The historic details are charming, but the dance itself doesn’t feel like a period piece. At 80 years young, it’s still vibrant and surprising — it’s easy to see why it took audiences aback, on three counts: It was the first evening-length modern dance, Shawn’s first overtly political work and, of course, entirely devoid of female dancers.
None of that is groundbreaking today, yet Weinert’s seamless recreation buzzes with energy and
relevance. The restaging debuted Thursday afternoon at Jacob’s Pillow, with repeat performances this weekend.
Each show begins with a nod to Shawn’s famous lecture/demonstrations: an incisive, whimsical talk by Sydney Sky better, delivered while dancer JM Tate slowly balances and folds on a pedestal behind him. Then it’s on to the main event, performed in the Bakalar Studio, where the work was first shown.
Accompanied by
Jess Meeker’s original piano score — played live Thursday by John Sauer — “Dance of the Ages” is broken into sections mirroring the four elements: fire, water, earth and air. But Shawn layered on symbolism and meaning, associating each element not only with a movement quality, but also with an archetypal figure and a stage in the development of society. For example, the first section, fire, references tribal culture, with the shaman/priest as archetype. Clustered together, the nine dancers rise and flutter like flames, then gather around an initiate, who they ritually induct into the community.
In the second part — water — the circular movement and imagery of the fire section give way to lines and diagonals. Lyrical and flowing, this section represents the city-state — linked with classical art and the concept of ideal beauty. The men’s staggered bodies conjure up rivers and waves as they rise and drop, parting to allow the archetype of the poet/ philosopher to emerge from the depths in the form of a mermaid-like Jordan Isadore.

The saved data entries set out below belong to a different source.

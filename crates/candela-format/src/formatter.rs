//! Output format abstraction.

use candela_aggregate::Candlestick;
use candela_types::Tick;
use std::io::Write;
use thiserror::Error;

use crate::{CsvFormatter, JsonFormatter};

/// Output format identifier.
///
/// Each variant dispatches to a configured [`CsvFormatter`] or [`JsonFormatter`].
#[derive(Debug, Clone, Copy, PartialEq, Eq, Hash, Default)]
pub enum OutputFormat {
    /// CSV format.
    #[default]
    Csv,
    /// Tab-separated values.
    Tsv,
    /// JSON array format.
    Json,
    /// Newline-delimited JSON format.
    Ndjson,
}

impl std::fmt::Display for OutputFormat {
    fn fmt(&self, f: &mut std::fmt::Formatter<'_>) -> std::fmt::Result {
        write!(f, "{}", self.extension())
    }
}

impl std::str::FromStr for OutputFormat {
    type Err = FormatError;

    fn from_str(s: &str) -> Result<Self, Self::Err> {
        match s.to_lowercase().as_str() {
            "csv" => Ok(Self::Csv),
            "tsv" => Ok(Self::Tsv),
            "json" => Ok(Self::Json),
            "ndjson" | "jsonl" => Ok(Self::Ndjson),
            _ => Err(FormatError::UnknownFormat(s.to_string())),
        }
    }
}

impl Formatter for OutputFormat {
    fn write_ticks<W: Write + Send>(&self, ticks: &[Tick], writer: W) -> Result<(), FormatError> {
        match self {
            Self::Csv => CsvFormatter::new().write_ticks(ticks, writer),
            Self::Tsv => CsvFormatter::tsv().write_ticks(ticks, writer),
            Self::Json => JsonFormatter::new().write_ticks(ticks, writer),
            Self::Ndjson => JsonFormatter::ndjson().write_ticks(ticks, writer),
        }
    }

    fn write_candlesticks<W: Write + Send>(
        &self,
        bars: &[Candlestick],
        writer: W,
    ) -> Result<(), FormatError> {
        match self {
            Self::Csv => CsvFormatter::new().write_candlesticks(bars, writer),
            Self::Tsv => CsvFormatter::tsv().write_candlesticks(bars, writer),
            Self::Json => JsonFormatter::new().write_candlesticks(bars, writer),
            Self::Ndjson => JsonFormatter::ndjson().write_candlesticks(bars, writer),
        }
    }

    fn extension(&self) -> &str {
        match self {
            Self::Csv => "csv",
            Self::Tsv => "tsv",
            Self::Json => "json",
            Self::Ndjson => "ndjson",
        }
    }
}

/// Errors that can occur during formatting.
#[derive(Error, Debug)]
pub enum FormatError {
    /// Unknown output format.
    #[error("Unknown format: {0}")]
    UnknownFormat(String),

    /// I/O error.
    #[error("I/O error: {0}")]
    Io(#[from] std::io::Error),

    /// JSON serialization error.
    #[error("JSON error: {0}")]
    Json(#[from] serde_json::Error),
}

/// Trait for output formatters.
pub trait Formatter: Send + Sync {
    /// Writes a tick window to the output.
    ///
    /// # Errors
    ///
    /// Returns an error if writing fails.
    fn write_ticks<W: Write + Send>(&self, ticks: &[Tick], writer: W) -> Result<(), FormatError>;

    /// Writes candlesticks to the output.
    ///
    /// # Errors
    ///
    /// Returns an error if writing fails.
    fn write_candlesticks<W: Write + Send>(
        &self,
        bars: &[Candlestick],
        writer: W,
    ) -> Result<(), FormatError>;

    /// Returns the file extension for this format.
    fn extension(&self) -> &str;
}
//! Store configuration.

use chrono::TimeDelta;

/// Configuration for a [`TickStore`](crate::TickStore).
#[derive(Debug, Clone, Copy, PartialEq, Eq)]
pub struct StoreConfig {
    /// How long ticks are kept per topic.
    ///
    /// Only whole minutes are significant: a tick is evicted once its age,
    /// truncated to minutes, reaches this many minutes.
    pub retention: TimeDelta,
}

impl StoreConfig {
    /// Default retention window in minutes.
    pub const DEFAULT_RETENTION_MINUTES: i64 = 30;

    /// Largest retention a [`TimeDelta`] can represent, in minutes.
    pub const MAX_RETENTION_MINUTES: i64 = i64::MAX / 60_000;

    /// Creates a configuration retaining `minutes` of ticks per topic.
    ///
    /// # Panics
    ///
    /// Panics if `minutes` exceeds [`MAX_RETENTION_MINUTES`](Self::MAX_RETENTION_MINUTES).
    /// Use [`try_with_retention_minutes`](Self::try_with_retention_minutes) for
    /// untrusted input.
    #[must_use]
    pub const fn with_retention_minutes(minutes: i64) -> Self {
        Self {
            retention: TimeDelta::minutes(minutes),
        }
    }

    /// Creates a configuration retaining `minutes` of ticks per topic.
    ///
    /// Returns `None` if the window is out of range for a [`TimeDelta`].
    #[must_use]
    pub const fn try_with_retention_minutes(minutes: i64) -> Option<Self> {
        match TimeDelta::try_minutes(minutes) {
            Some(retention) => Some(Self { retention }),
            None => None,
        }
    }

    /// Returns the retention window in whole minutes.
    #[must_use]
    pub const fn retention_minutes(&self) -> i64 {
        self.retention.num_minutes()
    }
}

impl Default for StoreConfig {
    fn default() -> Self {
        Self::with_retention_minutes(Self::DEFAULT_RETENTION_MINUTES)
    }
}
//! Error types for candela.

use thiserror::Error;

/// Result type alias for candela operations.
pub type Result<T> = std::result::Result<T, CandelaError>;

/// Errors raised at the boundary between the upstream feed and the core.
///
/// The tick store and the aggregation engine never fail; everything here
/// concerns decoding or validating inbound messages.
#[derive(Error, Debug)]
pub enum CandelaError {
    /// Feed message could not be decoded.
    #[error("JSON error: {0}")]
    Json(#[from] serde_json::Error),

    /// Quote carried a price that is not a finite number.
    #[error("Invalid price {price} for {isin}")]
    InvalidPrice {
        /// The instrument the quote was for.
        isin: String,
        /// The rejected price.
        price: f64,
    },
}
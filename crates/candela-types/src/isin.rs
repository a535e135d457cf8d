//! Instrument identifiers.

use derive_more::{Display, From, Into};
use serde::{Deserialize, Serialize};
use std::borrow::Borrow;

/// International Securities Identification Number.
///
/// Used as the topic key of the tick store. No checksum validation is
/// performed; the upstream feed is trusted to deliver well-formed codes.
#[derive(
    Debug, Clone, PartialEq, Eq, Hash, PartialOrd, Ord, Display, From, Into, Serialize, Deserialize,
)]
#[serde(transparent)]
pub struct Isin(String);

impl Isin {
    /// Creates a new identifier.
    #[must_use]
    pub fn new(code: impl Into<String>) -> Self {
        Self(code.into())
    }

    /// Returns the identifier as a string slice.
    #[must_use]
    pub fn as_str(&self) -> &str {
        &self.0
    }
}

impl From<&str> for Isin {
    fn from(code: &str) -> Self {
        Self(code.to_owned())
    }
}

impl Borrow<str> for Isin {
    fn borrow(&self) -> &str {
        &self.0
    }
}

impl AsRef<str> for Isin {
    fn as_ref(&self) -> &str {
        &self.0
    }
}

#[cfg(test)]
mod tests {
    use super::*;
    use std::collections::HashSet;

    #[test]
    fn test_display_and_conversions() {
        let isin = Isin::from("XE0866287E25");
        assert_eq!(isin.to_string(), "XE0866287E25");
        assert_eq!(isin.as_str(), "XE0866287E25");

        let raw: String = isin.into();
        assert_eq!(raw, "XE0866287E25");
    }

    #[test]
    fn test_lookup_by_str() {
        let mut set = HashSet::new();
        set.insert(Isin::new("IA5E35112712"));
        assert!(set.contains("IA5E35112712"));
        assert!(!set.contains("SJ3124P43460"));
    }

    #[test]
    fn test_serde_transparent() {
        let isin = Isin::new("SJ3124P43460");
        assert_eq!(serde_json::to_string(&isin).unwrap(), "\"SJ3124P43460\"");
    }
}
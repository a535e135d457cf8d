//! Benchmark fixtures for candela.

use candela_lib::{Tick, TickStore};
use chrono::{DateTime, TimeDelta, TimeZone, Utc};

/// Start of every synthetic series.
#[must_use]
pub fn series_start() -> DateTime<Utc> {
    Utc.with_ymd_and_hms(2024, 1, 15, 9, 0, 0)
        .single()
        .unwrap_or(DateTime::<Utc>::UNIX_EPOCH)
}

/// Generates `count` ticks spread evenly over `minutes` minutes.
///
/// Prices follow a deterministic saw-tooth around 100.0 so every bar has a
/// distinct high and low.
#[must_use]
pub fn synthetic_ticks(count: usize, minutes: i64) -> Vec<Tick> {
    let start = series_start();
    let span_ms = minutes.max(1) * 60_000;
    let step_ms = span_ms / i64::try_from(count.max(1)).unwrap_or(i64::MAX).max(1);

    (0..count)
        .map(|i| {
            let i = i64::try_from(i).unwrap_or(i64::MAX);
            let price = 100.0 + ((i % 17) as f64 - 8.0) * 0.25;
            Tick::new(price, start + TimeDelta::milliseconds(i * step_ms))
        })
        .collect()
}

/// Returns a store holding one topic per name, each preloaded with `ticks`.
#[must_use]
pub fn preloaded_store(names: &[&str], ticks: &[Tick]) -> TickStore {
    let store = TickStore::with_defaults();
    for name in names {
        store.create_topic(*name);
        for tick in ticks {
            store.push_tick_at(name, *tick, tick.timestamp);
        }
    }
    store
}

/// End of the series produced by [`synthetic_ticks`], plus one minute.
#[must_use]
pub fn series_end(minutes: i64) -> DateTime<Utc> {
    series_start() + TimeDelta::minutes(minutes + 1)
}
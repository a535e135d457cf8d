//! CSV output format.

use candela_aggregate::Candlestick;
use candela_types::Tick;
use std::io::Write;

use crate::{FormatError, Formatter};

const TIMESTAMP_FORMAT: &str = "%Y-%m-%dT%H:%M:%S%.3fZ";

/// CSV formatter.
#[derive(Debug, Clone)]
pub struct CsvFormatter {
    /// Field delimiter (default: comma).
    delimiter: char,
    /// Whether to include header row.
    include_header: bool,
}

impl CsvFormatter {
    /// Creates a new CSV formatter with default settings.
    #[must_use]
    pub const fn new() -> Self {
        Self {
            delimiter: ',',
            include_header: true,
        }
    }

    /// Sets the field delimiter.
    #[must_use]
    pub const fn with_delimiter(mut self, delimiter: char) -> Self {
        self.delimiter = delimiter;
        self
    }

    /// Sets whether to include a header row.
    #[must_use]
    pub const fn with_header(mut self, include: bool) -> Self {
        self.include_header = include;
        self
    }

    /// Creates a tab-separated values (TSV) formatter.
    #[must_use]
    pub const fn tsv() -> Self {
        Self::new().with_delimiter('\t')
    }
}

impl Default for CsvFormatter {
    fn default() -> Self {
        Self::new()
    }
}

impl Formatter for CsvFormatter {
    fn write_ticks<W: Write + Send>(
        &self,
        ticks: &[Tick],
        mut writer: W,
    ) -> Result<(), FormatError> {
        let d = self.delimiter;

        if self.include_header {
            writeln!(writer, "timestamp{d}price")?;
        }

        for tick in ticks {
            writeln!(
                writer,
                "{}{d}{}",
                tick.timestamp.format(TIMESTAMP_FORMAT),
                tick.price
            )?;
        }

        Ok(())
    }

    fn write_candlesticks<W: Write + Send>(
        &self,
        bars: &[Candlestick],
        mut writer: W,
    ) -> Result<(), FormatError> {
        let d = self.delimiter;

        if self.include_header {
            writeln!(
                writer,
                "open_timestamp{d}close_timestamp{d}open{d}high{d}low{d}close"
            )?;
        }

        for bar in bars {
            writeln!(
                writer,
                "{}{d}{}{d}{}{d}{}{d}{}{d}{}",
                bar.open_timestamp.format(TIMESTAMP_FORMAT),
                bar.close_timestamp.format(TIMESTAMP_FORMAT),
                bar.open_price,
                bar.high_price,
                bar.low_price,
                bar.close_price
            )?;
        }

        Ok(())
    }

    fn extension(&self) -> &str {
        "csv"
    }
}
//! Messages delivered by the upstream instrument and quote feeds.
//!
//! Example instrument message:
//!
//! ```json
//! {"type":"ADD","data":{"isin":"SJ3124P43460","description":"commune fuisset ac tristique"}}
//! ```
//!
//! Example quote message:
//!
//! ```json
//! {"data":{"isin":"IA5E35112712","price":1073.3978}}
//! ```

use serde::{Deserialize, Serialize};

use crate::{Isin, Result};

/// Lifecycle operation carried by an [`InstrumentEvent`].
#[derive(Debug, Clone, Copy, PartialEq, Eq, Hash, Serialize, Deserialize)]
#[serde(rename_all = "UPPERCASE")]
pub enum EventType {
    /// The instrument became available; its topic is (re)created.
    Add,
    /// The instrument was withdrawn; its topic is removed.
    Delete,
}

/// Instrument metadata.
#[derive(Debug, Clone, PartialEq, Eq, Serialize, Deserialize)]
pub struct Instrument {
    /// Instrument identifier.
    pub isin: Isin,
    /// Free-form description.
    #[serde(default)]
    pub description: String,
}

/// Instrument lifecycle event.
#[derive(Debug, Clone, PartialEq, Eq, Serialize, Deserialize)]
pub struct InstrumentEvent {
    /// Whether the instrument is added or deleted.
    #[serde(rename = "type")]
    pub kind: EventType,
    /// The affected instrument.
    pub data: Instrument,
}

impl InstrumentEvent {
    /// Creates an `ADD` event.
    #[must_use]
    pub fn add(isin: impl Into<Isin>, description: impl Into<String>) -> Self {
        Self {
            kind: EventType::Add,
            data: Instrument {
                isin: isin.into(),
                description: description.into(),
            },
        }
    }

    /// Creates a `DELETE` event.
    #[must_use]
    pub fn delete(isin: impl Into<Isin>) -> Self {
        Self {
            kind: EventType::Delete,
            data: Instrument {
                isin: isin.into(),
                description: String::new(),
            },
        }
    }
}

/// Price quote for an instrument.
#[derive(Debug, Clone, PartialEq, Serialize, Deserialize)]
pub struct Quote {
    /// Instrument identifier.
    pub isin: Isin,
    /// Quoted price.
    pub price: f64,
}

/// Quote event.
#[derive(Debug, Clone, PartialEq, Serialize, Deserialize)]
pub struct QuoteEvent {
    /// The quote.
    pub data: Quote,
}

impl QuoteEvent {
    /// Creates a quote event.
    #[must_use]
    pub fn new(isin: impl Into<Isin>, price: f64) -> Self {
        Self {
            data: Quote {
                isin: isin.into(),
                price,
            },
        }
    }
}

/// Any message from the upstream feed.
///
/// Instrument events are recognised by their `type` field; everything else
/// with a `data.isin` and `data.price` is a quote.
#[derive(Debug, Clone, PartialEq, Serialize, Deserialize)]
#[serde(untagged)]
pub enum FeedEvent {
    /// Instrument lifecycle event.
    Instrument(InstrumentEvent),
    /// Price quote.
    Quote(QuoteEvent),
}

impl FeedEvent {
    /// Decodes a single JSON feed message.
    ///
    /// # Errors
    ///
    /// Returns an error if the message is not valid JSON or matches neither
    /// message shape.
    pub fn from_json(message: &str) -> Result<Self> {
        Ok(serde_json::from_str(message)?)
    }

    /// Returns the instrument the event refers to.
    #[must_use]
    pub const fn isin(&self) -> &Isin {
        match self {
            Self::Instrument(event) => &event.data.isin,
            Self::Quote(event) => &event.data.isin,
        }
    }
}

impl From<InstrumentEvent> for FeedEvent {
    fn from(event: InstrumentEvent) -> Self {
        Self::Instrument(event)
    }
}

impl From<QuoteEvent> for FeedEvent {
    fn from(event: QuoteEvent) -> Self {
        Self::Quote(event)
    }
}
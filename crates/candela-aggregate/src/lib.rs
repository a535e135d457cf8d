//! Minute candlestick aggregation for candela.
//!
//! This crate provides tick-to-candlestick aggregation:
//!
//! - [`Candlestick`] - One-minute OHLC bar
//! - [`aggregate`] - Folds an ordered tick window into gap-filled bars
//! - [`minute_bucket`] - Absolute epoch-minute bucket of a timestamp

#![doc = include_str!("../README.md")]
#![doc(issue_tracker_base_url = "https://github.com/factordynamics/candela/issues/")]
#![cfg_attr(docsrs, feature(doc_cfg, doc_auto_cfg))]
#![warn(missing_docs)]
#![forbid(unsafe_code)]

mod aggregator;
mod candlestick;

pub use aggregator::{aggregate, minute_bucket};
pub use candlestick::Candlestick;
//! Concurrent tick retention and one-minute candlestick aggregation.
//!
//! This is a facade crate that re-exports functionality from the candela
//! workspace crates for convenient access.
//!
//! # Quick Start
//!
//! ```
//! use std::sync::Arc;
//! use candela_lib::prelude::*;
//!
//! let store = Arc::new(TickStore::with_defaults());
//! let ingestor = Ingestor::new(Arc::clone(&store));
//! let service = CandlestickService::new(store);
//!
//! ingestor.on_instrument(&InstrumentEvent::add("XE0866287E25", "example"));
//! ingestor.on_quote(&QuoteEvent::new("XE0866287E25", 1654.0))?;
//!
//! let bars = service.candlesticks("XE0866287E25");
//! assert_eq!(bars[0].open_price, 1654.0);
//! # Ok::<(), CandelaError>(())
//! ```

#![doc = include_str!("../README.md")]
#![doc(issue_tracker_base_url = "https://github.com/factordynamics/candela/issues/")]
#![cfg_attr(docsrs, feature(doc_cfg, doc_auto_cfg))]
#![warn(missing_docs)]
#![forbid(unsafe_code)]

// Re-export core types
pub use candela_types::*;

// Re-export the store and aggregation engine
pub use candela_aggregate::{Candlestick, aggregate, minute_bucket};
pub use candela_store::{StoreConfig, TickStore};

// Re-export adapters
#[cfg(feature = "feed")]
pub use candela_feed::{CandlestickManager, CandlestickService, IngestStats, Ingestor};

// Re-export formatters
#[cfg(feature = "format")]
pub use candela_format::{CsvFormatter, FormatError, Formatter, JsonFormatter, OutputFormat};

/// Prelude module for convenient imports.
///
/// ```
/// use candela_lib::prelude::*;
/// ```
pub mod prelude {
    pub use candela_types::{
        CandelaError, EventType, FeedEvent, InstrumentEvent, Isin, QuoteEvent, Result, Tick,
    };

    pub use candela_aggregate::{Candlestick, aggregate};
    pub use candela_store::{StoreConfig, TickStore};

    #[cfg(feature = "feed")]
    pub use candela_feed::{CandlestickManager, CandlestickService, IngestStats, Ingestor};

    #[cfg(feature = "format")]
    pub use candela_format::{CsvFormatter, Formatter, JsonFormatter, OutputFormat};
}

Earth is the most lighthearted section of the four, as the men, costumed in shades of rust, orange and brown, join forces to work, build and choose sides. The archetype is the politician (Brett Perry, as an efficient and officious leader) and culture has now progressed to the stage of democracy. There’s a terrific sequence of machine-like movement, all right angles and whirring gestures, and also a glimpse of the inevitable consequence of power struggles.
Shawn closed the work with an airy vision of the future. He called it “beyond democracy,” and described it in recorded remarks as a “more harmonious, loving, perfect society,” in which the creative artist becomes the new shaman. The dancers jump and leap, over and over, higher and higher, striving for flight.